● Exercise objective: Find the word "separators" in the listing; pull out each line holding it.

● Supplied records:
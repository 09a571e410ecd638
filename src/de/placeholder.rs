//! Hiding bracketed spans from the top-level splitter.
//!
//! Lists and nested records are written inline, so their separators look just
//! like the separators of the record around them. [`protect`] swaps every
//! top-level `[...]` span for a short `##i` token before splitting, and
//! [`restore`] puts the spans back afterwards.
//!
//! A `#` already present in the input is written as `#h` by `protect`, and
//! a token directly followed by a digit is closed with `#e`, so `restore`
//! never confuses input text with a token.
//!
//! ```
//! use param_package::de::placeholder::{protect, restore};
//!
//! let protected = protect("a:[1|2],b:[x:[3]]");
//! assert_eq!(protected.text, "a:##0,b:##1");
//! assert_eq!(protected.lookup, ["[1|2]", "[x:[3]]"]);
//! assert_eq!(restore(&protected.text, &protected.lookup), "a:[1|2],b:[x:[3]]");
//! ```

use std::borrow::Cow;

/// Output of [`protect`].
#[derive(Clone, Debug, PartialEq, Eq)]
pub struct Protected<'a> {
    /// The input with every top-level bracket span replaced by `##i`.
    pub text: Cow<'a, str>,
    /// The replaced spans, brackets included, in the order they appeared.
    pub lookup: Vec<&'a str>,
}

/// Replaces each top-level `[...]` span of `input` with `##i`, where `i` is
/// the span's index in the returned lookup list.
///
/// Brackets nested inside a span belong to that span. A `]` without an
/// opening partner, and a `[` that is never closed, stay literal text.
pub fn protect(input: &str) -> Protected<'_> {
    if !input.bytes().any(|b| b == b'[' || b == b'#') {
        return Protected {
            text: Cow::Borrowed(input),
            lookup: Vec::new(),
        };
    }

    let bytes = input.as_bytes();
    let closing = matching_brackets(bytes);
    let mut text = String::with_capacity(input.len());
    let mut lookup = Vec::new();
    // start of the text not yet copied to `text`
    let mut copied = 0;
    let mut idx = 0;

    while idx < bytes.len() {
        // unmatched `[` and every `]` outside a span are plain text
        let Some(end) = closing[idx] else {
            idx += 1;
            continue;
        };
        shield(&mut text, &input[copied..idx]);
        let mut buffer = itoa::Buffer::new();
        text.push_str("##");
        text.push_str(buffer.format(lookup.len()));
        if bytes.get(end + 1).is_some_and(u8::is_ascii_digit) {
            text.push_str("#e");
        }
        lookup.push(&input[idx..=end]);
        copied = end + 1;
        idx = end + 1;
    }

    shield(&mut text, &input[copied..]);
    Protected {
        text: Cow::Owned(text),
        lookup,
    }
}

/// Replaces each `##i` token in `text` with `lookup[i]`.
///
/// The exact inverse of [`protect`]: spans are inserted verbatim and are not
/// scanned again. A token with no lookup entry is left in place.
pub fn restore<'s, S: AsRef<str>>(text: &'s str, lookup: &[S]) -> Cow<'s, str> {
    if !text.contains('#') {
        return Cow::Borrowed(text);
    }

    let mut restored = String::with_capacity(text.len());
    let mut rest = text;
    while let Some(pos) = rest.find('#') {
        restored.push_str(&rest[..pos]);
        let tail = &rest[pos + 1..];

        if let Some(after) = tail.strip_prefix('h') {
            restored.push('#');
            rest = after;
            continue;
        }
        if let Some(after) = tail.strip_prefix('e') {
            rest = after;
            continue;
        }
        if let Some(after) = tail.strip_prefix('#') {
            let digits = after.bytes().take_while(u8::is_ascii_digit).count();
            if digits > 0 {
                let token = &after[..digits];
                match token.parse::<usize>().ok().and_then(|i| lookup.get(i)) {
                    Some(original) => {
                        restored.push_str(original.as_ref());
                        rest = &after[digits..];
                        continue;
                    }
                    None => {
                        tracing::error!(token, entries = lookup.len(), "placeholder has no lookup entry");
                    }
                }
            }
        }

        restored.push('#');
        rest = tail;
    }
    restored.push_str(rest);
    Cow::Owned(restored)
}

/// For every `[` that has a partner, the offset of its `]`.
fn matching_brackets(bytes: &[u8]) -> Vec<Option<usize>> {
    let mut closing = vec![None; bytes.len()];
    let mut open = Vec::new();
    for (idx, b) in bytes.iter().enumerate() {
        match b {
            b'[' => open.push(idx),
            b']' => {
                if let Some(start) = open.pop() {
                    closing[start] = Some(idx);
                }
            }
            _ => {}
        }
    }
    closing
}

fn shield(text: &mut String, segment: &str) {
    let mut rest = segment;
    while let Some(pos) = rest.find('#') {
        text.push_str(&rest[..=pos]);
        text.push('h');
        rest = &rest[pos + 1..];
    }
    text.push_str(rest);
}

● Completed exercise:
//! Lists and nested records are written inline, so their separators look just
//! like the separators of the record around them. [`protect`] swaps every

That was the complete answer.